Brief: Only the number is wanted: how many lines below include "match"?

Data extracts:
---
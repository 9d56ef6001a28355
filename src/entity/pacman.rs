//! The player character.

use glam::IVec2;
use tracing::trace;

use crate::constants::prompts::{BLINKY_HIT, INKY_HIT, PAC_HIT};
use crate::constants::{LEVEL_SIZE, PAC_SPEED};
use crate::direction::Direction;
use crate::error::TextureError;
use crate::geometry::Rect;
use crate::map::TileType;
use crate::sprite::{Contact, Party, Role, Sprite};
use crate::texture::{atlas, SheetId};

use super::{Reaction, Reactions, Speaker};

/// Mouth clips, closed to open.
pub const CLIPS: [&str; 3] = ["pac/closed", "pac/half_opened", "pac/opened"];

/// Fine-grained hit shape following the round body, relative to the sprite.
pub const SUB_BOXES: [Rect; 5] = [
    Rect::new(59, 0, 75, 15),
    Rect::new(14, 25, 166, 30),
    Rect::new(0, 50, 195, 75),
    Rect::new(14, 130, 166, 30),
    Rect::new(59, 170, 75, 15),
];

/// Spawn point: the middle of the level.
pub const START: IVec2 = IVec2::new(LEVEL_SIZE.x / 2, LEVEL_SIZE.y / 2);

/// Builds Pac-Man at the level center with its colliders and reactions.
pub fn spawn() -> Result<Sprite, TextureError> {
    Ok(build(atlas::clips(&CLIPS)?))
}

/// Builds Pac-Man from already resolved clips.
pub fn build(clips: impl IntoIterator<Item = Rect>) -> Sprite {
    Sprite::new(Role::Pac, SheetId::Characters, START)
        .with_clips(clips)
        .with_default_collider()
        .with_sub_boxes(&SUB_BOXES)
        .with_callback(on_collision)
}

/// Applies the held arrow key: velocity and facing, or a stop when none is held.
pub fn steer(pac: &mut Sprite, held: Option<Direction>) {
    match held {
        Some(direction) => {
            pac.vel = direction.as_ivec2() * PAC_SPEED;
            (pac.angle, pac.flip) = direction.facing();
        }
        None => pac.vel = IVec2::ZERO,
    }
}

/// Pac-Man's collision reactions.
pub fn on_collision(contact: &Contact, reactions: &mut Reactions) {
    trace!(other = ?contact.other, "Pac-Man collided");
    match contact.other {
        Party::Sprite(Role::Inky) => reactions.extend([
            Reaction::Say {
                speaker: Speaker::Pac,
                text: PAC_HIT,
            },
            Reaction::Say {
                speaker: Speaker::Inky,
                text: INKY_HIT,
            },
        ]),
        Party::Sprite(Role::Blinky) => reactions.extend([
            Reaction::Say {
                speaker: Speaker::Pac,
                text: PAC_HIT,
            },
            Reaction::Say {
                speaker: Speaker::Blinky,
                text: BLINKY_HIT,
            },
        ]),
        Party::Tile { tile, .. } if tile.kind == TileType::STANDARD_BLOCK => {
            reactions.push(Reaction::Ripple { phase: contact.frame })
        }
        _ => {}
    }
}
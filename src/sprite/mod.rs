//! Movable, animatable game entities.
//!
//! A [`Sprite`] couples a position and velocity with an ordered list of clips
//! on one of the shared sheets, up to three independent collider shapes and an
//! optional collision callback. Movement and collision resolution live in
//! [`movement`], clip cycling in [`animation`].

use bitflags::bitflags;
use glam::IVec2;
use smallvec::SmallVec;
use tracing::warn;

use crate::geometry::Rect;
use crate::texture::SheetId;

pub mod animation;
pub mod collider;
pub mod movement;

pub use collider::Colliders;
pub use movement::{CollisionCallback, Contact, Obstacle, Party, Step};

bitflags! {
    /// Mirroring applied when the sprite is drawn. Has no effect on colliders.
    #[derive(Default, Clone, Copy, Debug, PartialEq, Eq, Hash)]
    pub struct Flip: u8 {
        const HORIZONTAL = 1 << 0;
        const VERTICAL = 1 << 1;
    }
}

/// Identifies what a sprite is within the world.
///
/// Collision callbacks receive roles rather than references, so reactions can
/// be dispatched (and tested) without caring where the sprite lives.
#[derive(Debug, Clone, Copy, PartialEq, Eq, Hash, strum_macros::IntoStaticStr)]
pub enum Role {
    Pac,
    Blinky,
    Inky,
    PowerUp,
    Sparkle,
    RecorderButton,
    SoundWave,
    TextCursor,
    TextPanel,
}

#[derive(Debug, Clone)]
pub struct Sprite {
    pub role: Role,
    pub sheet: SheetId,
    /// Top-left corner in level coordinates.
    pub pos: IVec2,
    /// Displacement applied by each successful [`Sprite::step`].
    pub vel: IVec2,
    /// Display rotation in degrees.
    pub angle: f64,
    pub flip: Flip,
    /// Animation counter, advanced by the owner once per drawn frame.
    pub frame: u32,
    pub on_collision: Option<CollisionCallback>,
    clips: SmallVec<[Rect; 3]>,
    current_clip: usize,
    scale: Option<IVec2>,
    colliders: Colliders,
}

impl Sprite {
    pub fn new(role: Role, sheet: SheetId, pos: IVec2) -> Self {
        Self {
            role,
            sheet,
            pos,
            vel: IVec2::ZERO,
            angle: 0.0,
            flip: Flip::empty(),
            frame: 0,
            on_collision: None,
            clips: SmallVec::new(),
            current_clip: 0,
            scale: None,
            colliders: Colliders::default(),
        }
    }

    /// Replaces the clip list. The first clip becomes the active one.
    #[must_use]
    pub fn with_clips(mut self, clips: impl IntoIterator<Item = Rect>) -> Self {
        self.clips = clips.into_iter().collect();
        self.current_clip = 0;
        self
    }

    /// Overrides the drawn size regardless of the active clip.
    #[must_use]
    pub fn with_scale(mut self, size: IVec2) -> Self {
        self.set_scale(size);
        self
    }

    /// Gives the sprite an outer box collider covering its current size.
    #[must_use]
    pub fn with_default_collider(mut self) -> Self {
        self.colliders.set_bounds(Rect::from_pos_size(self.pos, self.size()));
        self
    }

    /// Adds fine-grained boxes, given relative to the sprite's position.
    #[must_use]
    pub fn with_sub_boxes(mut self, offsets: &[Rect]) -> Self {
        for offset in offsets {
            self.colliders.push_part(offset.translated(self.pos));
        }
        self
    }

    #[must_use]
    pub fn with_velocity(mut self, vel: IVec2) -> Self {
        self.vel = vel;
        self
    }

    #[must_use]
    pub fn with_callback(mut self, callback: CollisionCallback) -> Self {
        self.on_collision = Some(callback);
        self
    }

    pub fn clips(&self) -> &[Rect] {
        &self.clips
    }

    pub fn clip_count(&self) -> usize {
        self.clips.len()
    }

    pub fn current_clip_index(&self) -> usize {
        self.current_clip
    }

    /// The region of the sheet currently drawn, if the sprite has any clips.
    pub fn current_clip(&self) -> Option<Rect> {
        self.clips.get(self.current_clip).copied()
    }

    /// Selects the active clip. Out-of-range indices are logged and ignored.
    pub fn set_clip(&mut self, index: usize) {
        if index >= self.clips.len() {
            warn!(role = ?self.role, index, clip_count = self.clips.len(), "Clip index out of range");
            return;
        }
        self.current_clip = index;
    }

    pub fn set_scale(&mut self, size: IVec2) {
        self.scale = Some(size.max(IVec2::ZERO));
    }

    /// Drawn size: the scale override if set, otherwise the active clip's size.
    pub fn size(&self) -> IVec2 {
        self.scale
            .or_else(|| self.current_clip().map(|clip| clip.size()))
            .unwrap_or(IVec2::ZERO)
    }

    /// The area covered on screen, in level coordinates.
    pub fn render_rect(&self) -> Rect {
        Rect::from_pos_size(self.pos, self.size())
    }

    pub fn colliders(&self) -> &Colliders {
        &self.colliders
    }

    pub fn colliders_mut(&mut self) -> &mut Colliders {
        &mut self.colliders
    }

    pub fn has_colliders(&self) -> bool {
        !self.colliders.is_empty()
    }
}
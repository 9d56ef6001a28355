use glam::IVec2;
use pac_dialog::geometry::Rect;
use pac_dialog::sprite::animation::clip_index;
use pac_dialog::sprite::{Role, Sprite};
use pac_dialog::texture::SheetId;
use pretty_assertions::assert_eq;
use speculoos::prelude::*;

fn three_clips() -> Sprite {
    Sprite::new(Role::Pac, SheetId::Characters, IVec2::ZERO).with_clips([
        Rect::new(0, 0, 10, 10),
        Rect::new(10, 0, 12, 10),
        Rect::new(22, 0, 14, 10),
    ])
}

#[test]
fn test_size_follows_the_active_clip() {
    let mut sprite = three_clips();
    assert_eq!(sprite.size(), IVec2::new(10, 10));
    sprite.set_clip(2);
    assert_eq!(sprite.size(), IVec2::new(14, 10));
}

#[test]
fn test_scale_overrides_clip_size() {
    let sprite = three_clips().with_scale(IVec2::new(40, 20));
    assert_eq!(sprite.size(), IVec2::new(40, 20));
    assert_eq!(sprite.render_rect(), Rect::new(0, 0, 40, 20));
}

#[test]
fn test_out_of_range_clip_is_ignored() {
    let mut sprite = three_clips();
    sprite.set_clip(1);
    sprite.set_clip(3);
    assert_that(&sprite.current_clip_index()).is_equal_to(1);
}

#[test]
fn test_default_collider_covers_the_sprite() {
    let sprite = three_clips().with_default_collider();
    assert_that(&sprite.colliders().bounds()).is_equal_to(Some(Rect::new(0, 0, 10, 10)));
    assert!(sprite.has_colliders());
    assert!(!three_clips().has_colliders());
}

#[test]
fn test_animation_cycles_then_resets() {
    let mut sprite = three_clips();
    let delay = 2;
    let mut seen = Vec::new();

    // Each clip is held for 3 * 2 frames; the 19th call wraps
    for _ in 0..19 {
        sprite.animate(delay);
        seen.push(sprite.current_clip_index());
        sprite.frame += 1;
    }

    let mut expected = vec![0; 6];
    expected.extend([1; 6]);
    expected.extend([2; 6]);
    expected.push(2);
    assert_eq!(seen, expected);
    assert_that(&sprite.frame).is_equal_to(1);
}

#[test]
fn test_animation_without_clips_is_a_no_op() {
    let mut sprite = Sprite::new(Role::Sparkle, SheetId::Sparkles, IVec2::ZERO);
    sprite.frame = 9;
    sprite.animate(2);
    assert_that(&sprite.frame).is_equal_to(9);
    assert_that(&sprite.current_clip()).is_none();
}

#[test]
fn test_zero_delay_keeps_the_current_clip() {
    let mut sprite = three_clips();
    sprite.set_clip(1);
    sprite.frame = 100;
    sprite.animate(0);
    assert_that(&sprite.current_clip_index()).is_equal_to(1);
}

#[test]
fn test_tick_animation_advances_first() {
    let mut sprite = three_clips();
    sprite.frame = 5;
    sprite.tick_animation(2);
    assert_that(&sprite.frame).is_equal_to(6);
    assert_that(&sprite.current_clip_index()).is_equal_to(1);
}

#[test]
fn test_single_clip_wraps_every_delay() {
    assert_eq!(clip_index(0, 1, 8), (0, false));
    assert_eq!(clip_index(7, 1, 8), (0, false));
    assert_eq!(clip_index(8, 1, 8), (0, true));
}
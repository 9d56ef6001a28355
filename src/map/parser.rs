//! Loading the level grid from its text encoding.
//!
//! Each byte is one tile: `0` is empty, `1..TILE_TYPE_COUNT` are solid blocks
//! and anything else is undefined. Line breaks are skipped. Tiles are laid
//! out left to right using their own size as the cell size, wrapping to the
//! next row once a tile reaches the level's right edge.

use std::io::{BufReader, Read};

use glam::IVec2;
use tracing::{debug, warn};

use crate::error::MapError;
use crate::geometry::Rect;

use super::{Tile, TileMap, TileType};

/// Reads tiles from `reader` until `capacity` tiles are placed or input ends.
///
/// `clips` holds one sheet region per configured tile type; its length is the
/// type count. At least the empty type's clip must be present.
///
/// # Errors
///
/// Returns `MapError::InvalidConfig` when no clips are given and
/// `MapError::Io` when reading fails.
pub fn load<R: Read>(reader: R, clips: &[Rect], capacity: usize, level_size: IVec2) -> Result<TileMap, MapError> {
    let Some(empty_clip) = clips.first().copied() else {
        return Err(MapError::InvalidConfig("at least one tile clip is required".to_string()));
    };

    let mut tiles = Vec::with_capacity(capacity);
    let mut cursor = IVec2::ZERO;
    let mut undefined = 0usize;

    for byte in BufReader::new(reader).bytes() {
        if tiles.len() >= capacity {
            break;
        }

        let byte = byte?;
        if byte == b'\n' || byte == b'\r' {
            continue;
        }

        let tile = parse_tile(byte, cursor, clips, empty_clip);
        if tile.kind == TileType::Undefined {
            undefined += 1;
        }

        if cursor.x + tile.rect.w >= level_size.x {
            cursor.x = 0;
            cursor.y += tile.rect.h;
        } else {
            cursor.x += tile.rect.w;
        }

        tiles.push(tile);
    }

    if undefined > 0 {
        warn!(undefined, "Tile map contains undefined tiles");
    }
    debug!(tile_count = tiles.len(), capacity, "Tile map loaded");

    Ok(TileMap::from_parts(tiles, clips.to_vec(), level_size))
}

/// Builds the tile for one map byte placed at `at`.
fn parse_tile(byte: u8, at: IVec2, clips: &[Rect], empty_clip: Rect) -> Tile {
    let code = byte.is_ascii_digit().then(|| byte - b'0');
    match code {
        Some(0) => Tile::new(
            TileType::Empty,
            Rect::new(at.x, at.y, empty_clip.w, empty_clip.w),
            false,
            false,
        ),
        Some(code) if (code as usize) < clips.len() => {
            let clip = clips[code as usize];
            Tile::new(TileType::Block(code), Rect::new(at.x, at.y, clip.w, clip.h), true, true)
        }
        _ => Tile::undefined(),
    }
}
---
Result of the exercise: 3